Summary
Most of the data-based conclusions we read in popular media that suggest a cause-and-effect relationship are either inaccurate or very premature. There are a large number of biases that can cause this to happen, including:
The Saliency Bias - Only reporting the results of surprising (click-bait) studies, and ignoring unsurprising or unremarkable conclusions
Cherry-Picking Data - Only using the data that confirm pre-existing beliefs or desires
Sampling Bias - Pretending that study volunteers or survey respondents are representative of the general population
The author has 2 goals:
To educate readers about these common biases
To leave readers feeling optimistic about this new knowledge (vs. cynical about the ocean of bad reporting common in popular media)
Does the author succeed in educating the reader?
The biases he focuses on are indeed pervasive (i.e. great selections). His explanations are easy-to-understand, and his examples well-illustrate the potential consequences of falling victim to those biases. I not only feel like I’ve learned a lot, but that I’ll actually remember most of his examples.
Notably, you don’t have to read the entire 280-page book to greatly benefit from it.
Each chapter explores a different bias, and how ignoring that bias has led to ridiculous– and sometimes catastrophic– consequences. The final chapter recaps the 10 biases. This means that you can skip to the last chapter, and then visit individual earlier ones as desired.
In the future, I’m probably going to recommend individual chapters to different coaching clients, and I’m grateful that the author made that feasible.
Does the author succeed in leaving the reader optimistic?

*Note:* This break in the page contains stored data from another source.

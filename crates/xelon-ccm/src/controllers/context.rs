//! Shared controller context

use kube::Client;

use crate::config::ControllerConfig;
use crate::load_balancer::LoadBalancers;
use crate::node_cache::NodeCache;

/// Shared context for all controllers.
pub struct Context {
    pub client: Client,
    pub load_balancers: LoadBalancers,
    pub nodes: NodeCache,
    pub config: ControllerConfig,
}

impl Context {
    pub fn new(
        client: Client,
        load_balancers: LoadBalancers,
        nodes: NodeCache,
        config: ControllerConfig,
    ) -> Self {
        Self {
            client,
            load_balancers,
            nodes,
            config,
        }
    }
}
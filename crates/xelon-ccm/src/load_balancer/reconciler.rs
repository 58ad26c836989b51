//! Forwarding rule diffing
//!
//! Rules are matched by frontend port only; cloud-assigned ids never take part
//! in matching. A rule missing its frontend or backend matches nothing.

use xelon_api::{BackendConfig, ForwardingRule};

/// Changes that turn the current rule set into the desired one.
#[derive(Clone, Debug, Default, PartialEq, Eq)]
pub struct ReconcileDiff {
    /// Desired rules with no current counterpart.
    pub to_create: Vec<ForwardingRule>,
    /// Desired backend values, addressed by the current rule's ids.
    pub to_update: Vec<ForwardingRule>,
    /// Current rules no desired rule asks for.
    pub to_delete: Vec<ForwardingRule>,
}

impl ReconcileDiff {
    pub fn is_empty(&self) -> bool {
        self.to_create.is_empty() && self.to_update.is_empty() && self.to_delete.is_empty()
    }
}

pub fn reconcile(current: &[ForwardingRule], desired: &[ForwardingRule]) -> ReconcileDiff {
    let mut diff = ReconcileDiff::default();
    let mut claimed = vec![false; current.len()];

    // Unchanged rules claim their counterpart first, so a changed rule on a
    // shared frontend port never takes an identical rule's match.
    let mut changed = Vec::new();
    for want in desired {
        match unclaimed(current, &claimed, |have| {
            same_frontend(have, want) && same_backend(have, want)
        }) {
            Some(index) => claimed[index] = true,
            None => changed.push(want),
        }
    }

    for want in changed {
        match unclaimed(current, &claimed, |have| same_frontend(have, want)) {
            Some(index) => {
                claimed[index] = true;
                diff.to_update.push(backend_update(&current[index], want));
            }
            None => diff.to_create.push(want.clone()),
        }
    }

    diff.to_delete = current
        .iter()
        .zip(claimed)
        .filter(|(have, claimed)| {
            !claimed && !desired.iter().any(|want| same_frontend(have, want))
        })
        .map(|(rule, _)| rule.clone())
        .collect();

    diff
}

fn unclaimed(
    current: &[ForwardingRule],
    claimed: &[bool],
    matches: impl Fn(&ForwardingRule) -> bool,
) -> Option<usize> {
    current
        .iter()
        .zip(claimed)
        .position(|(have, claimed)| !claimed && matches(have))
}

/// Frontend port of a rule that has both sides.
fn match_port(rule: &ForwardingRule) -> Option<i32> {
    rule.backend.as_ref()?;
    rule.frontend_port()
}

fn same_frontend(a: &ForwardingRule, b: &ForwardingRule) -> bool {
    match (match_port(a), match_port(b)) {
        (Some(a), Some(b)) => a == b,
        _ => false,
    }
}

fn same_backend(a: &ForwardingRule, b: &ForwardingRule) -> bool {
    match (&a.backend, &b.backend) {
        (Some(a), Some(b)) => a.port == b.port && a.proxy_protocol == b.proxy_protocol,
        _ => false,
    }
}

/// Rule carrying `want`'s backend values and `have`'s ids.
fn backend_update(have: &ForwardingRule, want: &ForwardingRule) -> ForwardingRule {
    let id = have
        .backend
        .as_ref()
        .map(|b| b.id.clone())
        .unwrap_or_default();
    ForwardingRule {
        frontend: have.frontend.clone(),
        backend: want.backend.as_ref().map(|desired| BackendConfig {
            id,
            port: desired.port,
            proxy_protocol: desired.proxy_protocol,
        }),
    }
}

Not entirely, but I think if you read the book and my addendum below, then it might:
When I first learned about these biases, it evoked a sense of futility; proving a cause-and-effect relationship through data seems nearly impossible. Then I had an epiphany.

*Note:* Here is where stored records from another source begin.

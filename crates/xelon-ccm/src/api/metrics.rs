use axum::{extract::State, http::StatusCode, response::IntoResponse};

use super::AppState;

/// GET /metrics
pub async fn get_metrics(State(state): State<AppState>) -> impl IntoResponse {
    let content_type = [("content-type", "text/plain; version=0.0.4; charset=utf-8")];
    match &state.metrics_state {
        Some(metrics) => (
            StatusCode::OK,
            content_type,
            metrics.prometheus_handle.render(),
        ),
        None => (
            StatusCode::SERVICE_UNAVAILABLE,
            content_type,
            "Metrics not initialized".to_string(),
        ),
    }
}
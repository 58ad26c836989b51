//! Kubernetes controllers
//!
//! Reconcilers that drive the load balancer orchestrator from Service events
//! and initialize Nodes from the Xelon inventory.

mod context;
mod node;
mod service;

pub use context::Context;
pub use node::NodeController;
pub use service::ServiceController;
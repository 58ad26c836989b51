//! Health and metrics endpoints
//!
//! - `GET /healthz`: liveness, OK while the process serves requests
//! - `GET /readyz`: readiness, OK once the controllers are running
//! - `GET /metrics`: Prometheus exposition

mod health;
mod metrics;
mod state;

pub use state::AppState;

use std::net::SocketAddr;

use axum::{routing::get, Router};
use tokio::net::TcpListener;
use tracing::info;

pub fn create_router(state: AppState) -> Router {
    Router::new()
        .route("/healthz", get(health::liveness_check))
        .route("/readyz", get(health::readiness_check))
        .route("/metrics", get(metrics::get_metrics))
        .with_state(state)
}

/// Serve the router on `addr` until the task is dropped or the listener fails.
pub async fn serve(addr: SocketAddr, state: AppState) -> std::io::Result<()> {
    let listener = TcpListener::bind(addr).await?;
    info!(addr = %addr, "Health and metrics server listening");
    axum::serve(listener, create_router(state)).await
}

Popular media often make premature claims of cause-and-effect relationships because humans crave certainty. Certainty means safety. Though momentarily comforting, this media trend has created unrealistic expectations about the minimum level of certainty we need to consider data interesting.
In reality, if we make 20 choices based on data showing a weak correlation between Choice X and Positive Outcome Y, our lives will almost certainly get better, even if half those correlations end up being coincidence.
I now feel inoculated against clickbait claims and more comfortable taking action with imperfect knowledge. In short, I am now better able to navigate the world.
My General Recommendations (inspired by this book):
When you see an interesting conclusion, focus on the data and methodology used- but ignore the stated conclusion
Read the text, examine the evidence, and decide whether it’s persuasive enough to convince you of any meaningful conclusion. If you ignore the stated conclusion, then you won’t be angry if it turns out to be misleading or baseless.
Assume positive intent
Most humans generally tend to be well-intentioned. However, we’re wired with 100s of cognitive biases. We all make mistakes– especially when we want something to be true (e.g. because it benefits us).
Even when there isn't positive intent, there's usually little consequence to remaining optimistic– as long as you remain laser-focused on the evidence. This will help protect you from cynicism about humanity (it's been highly effective for me, at least).